It is not often that one can accuse Jeremy Corbyn of unnecessary pragmatism. From urging a
boycott of Apartheid South Africa in the 1980s to his ambitious
domestic plans for the United Kingdom in 2019, the Labour leader has distinguished himself as a radical. However when the Labour Manifesto included the promise of a formal apology for the
Jallianwala Bagh massacre, one could not help but feel underwhelmed.
The Jallianwala Bagh massacre refers to the 1919 incident where, by conservative accounts, 379 unarmed men, women and children were shot dead for daring to peacefully assemble at a park in the Indian city of Amritsar in a bloodbath orchestrated by British Brigadier General Reginald Dyer. In its sheer cruelty, the massacre came to symbolize the brutality of British rule on the Indian subcontinent.
The Jallianwala Bagh massacre has long been a tricky subject for British politicians, as a succession of Prime Ministers performed verbal gymnastics to avoid issuing a formal apology. David Cameron visited the site and
described the massacre as a “deeply shameful event”. On the 100th anniversary of the massacre earlier this year, Cameron’s successor Theresa May could only bring herself to
say, “we deeply regret what happened.” In comparison to such cowardice, the sight of a British politician formally apologizing for Jallianwala Bagh should be welcomed.
But to praise Corbyn for his gesture would be to set the bar ridiculously low. It does not take much moral courage to apologize for a massacre as heinous as Jallianwala Bagh. Indeed, Corbyn’s proposal fits into a wider tradition of leaders of former colonial powers who
apologized for the worst excesses of their imperialist predecessors. Belgian Prime Minister Charles Michel
apologized for the kidnapping of thousands of mixed-race children during colonial rule in Burundi, Congo and Rwanda. Even the United Kingdom has
apologized for
abuses during the Mau Mau uprising in Kenya, when thousands were tortured in concentration camps across the country.
The problem with such statements, and Corbyn’s proposal, is that they separate imperialism’s most heinous crimes from the very act of colonizing. They reduce centuries of criminality to the misdeeds of a few depraved individuals. The most abhorrent crime of colonialism was not a specific atrocity, but rather the notion that it was morally acceptable for one group of people to subjugate and enslave another group of people. Once this ‘White Man’s Burden’ was accepted, then atrocities like Jallianwala Bagh or the Mau Mau camps were natural and inevitable outcomes. If former colonial powers truly want to face the horrors of their own history, then they should stop apologizing for specific incidents and start apologizing for imperialism itself.
Such an apology would help bring closure and finally force former colonial powers to recognize their heinous past. After all, acceptance of the repugnance of imperialism should not be a controversial issue. Nonetheless, the ruling elite of countries like Great Britain continue to defend their imperialist past.
When defending his decision not to issue a formal apology for Jallianwala Bagh, David Cameron
stated that “there is an enormous amount to be proud of in what the British Empire did and was responsible for. But of course there were bad events as well as good events. The bad events we should learn from and the good events we should celebrate.”

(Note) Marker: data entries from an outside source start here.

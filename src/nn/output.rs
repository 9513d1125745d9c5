//! Two-way output stage producing class probabilities.

use super::activations::Classifier;
use super::batchnorm::{normalize_optional, BatchNorm};
use super::linear::Linear;
use super::module::{Forward, Module, Shared};
use crate::tensor::{GraphContext, Tensor};
use std::cell::RefCell;
use std::rc::Rc;

/// Number of classes: label -1 is class 0, label +1 is class 1.
pub const NUM_CLASSES: usize = 2;

/// Affine projection to two classes, optional normalization, classifier.
pub struct OutputLayer {
    pub linear: Linear,
    norm: Option<BatchNorm>,
    classifier: Classifier,
}

impl OutputLayer {
    pub fn new(
        context: &Rc<RefCell<GraphContext>>,
        name: &str,
        linear: Linear,
        batch: usize,
        classifier: Classifier,
        normalize: bool,
    ) -> Self {
        let norm = normalize
            .then(|| BatchNorm::new(context, &format!("{}.norm", name), &[batch, linear.out_features()], &[0, 1]));
        Self { linear, norm, classifier }
    }
}

impl Module for OutputLayer {
    fn forward(&self, inputs: &Tensor) -> Forward {
        normalize_optional(self.linear.forward(inputs), self.norm.as_ref()).map(|x| self.classifier.apply(x))
    }

    fn parameters(&self) -> Vec<&Shared> {
        self.linear.parameters()
    }

    fn buffers(&self) -> Vec<&Shared> {
        self.norm.as_ref().map(|n| n.buffers()).unwrap_or_default()
    }
}

#[cfg(test)]
mod tests {
    use super::*;
    use crate::asg::NodeType;
    use rand::rngs::StdRng;
    use rand::SeedableRng;

    #[test]
    fn test_output_ends_in_softmax() {
        let ctx = Rc::new(RefCell::new(GraphContext::new()));
        let linear = Linear::new(&ctx, "output", 16, NUM_CLASSES, 0.25, &mut StdRng::seed_from_u64(3));
        let layer = OutputLayer::new(&ctx, "output", linear, 10, Classifier::Softmax, false);
        let h = Tensor::new_input(&ctx, "h");

        let out = layer.forward(&h);
        let graph = ctx.borrow().main_graph().clone();
        assert!(matches!(graph.get_node(out.output.node_id).unwrap().node_type, NodeType::Softmax(_)));
        assert!(out.updates.is_empty());
        assert_eq!(layer.parameters()[0].shape(), &[16, 2]);
        assert_eq!(layer.parameters()[1].name(), "output.bias");
    }
}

Such dastardly equivocation is sadly not limited to cowardly politicians like Cameron. The historian Niall Ferguson has
built a career by defending and denying the horrors of colonialism with arguments so
divorced from historical reality that they could be seen as history’s own version of climate change denial.
A formal apology from countries like Great Britain for the very act of imperialism would help end the delusions of individuals like Cameron and Ferguson. It would finally delegitimize the perception that there is anything to celebrate about the enslavement, economic deprivation and systematic subjugation of millions of people.
Some like to suggest that colonialism is a matter of the past and that it is time to move on from the horrors of history. What such an argument ignores is the fact that the horrific legacy of colonialism continues to live on until this very day. It lives in the stories of LGBTQ+ Nigerians,
denied their basic rights because of a colonial-era law that ended a tradition of sexual tolerance. It lives inside ordinary Guadolopeans
denied their African heritage by French enslavement. It lives in South Asia, where the ghosts of a horribly implemented
partition continue to flourish. It lives throughout the Middle East, where colonial apathy has
led to decades of conflict. It lives in Kashmir, where the Government of India plagiarizes from the colonial playbook to
implement its own colonial project. And most importantly, the legacy of colonialism survives in countries like the United Kingdom, where every modern institution was built on the blood, sweat and tears of the colonized.
Indeed, an apology may be more necessary for the colonizers than the colonized. Even in the 21st century, the United Kingdom continues to be trapped by the delusions of its own false history. British participation in the invasion of Iraq was
essentially an imperialist adventure; an attempt by Tony Blair to rediscover the glory of empire. Similarly, the Brexit campaign was rooted in the imperial
fantasies of a country that has failed to accept its lowly place in the world. The only way to remove such delusions is to acknowledge that the supposedly glorious British Empire was, in fact, one of history’s most cruel and barbaric states.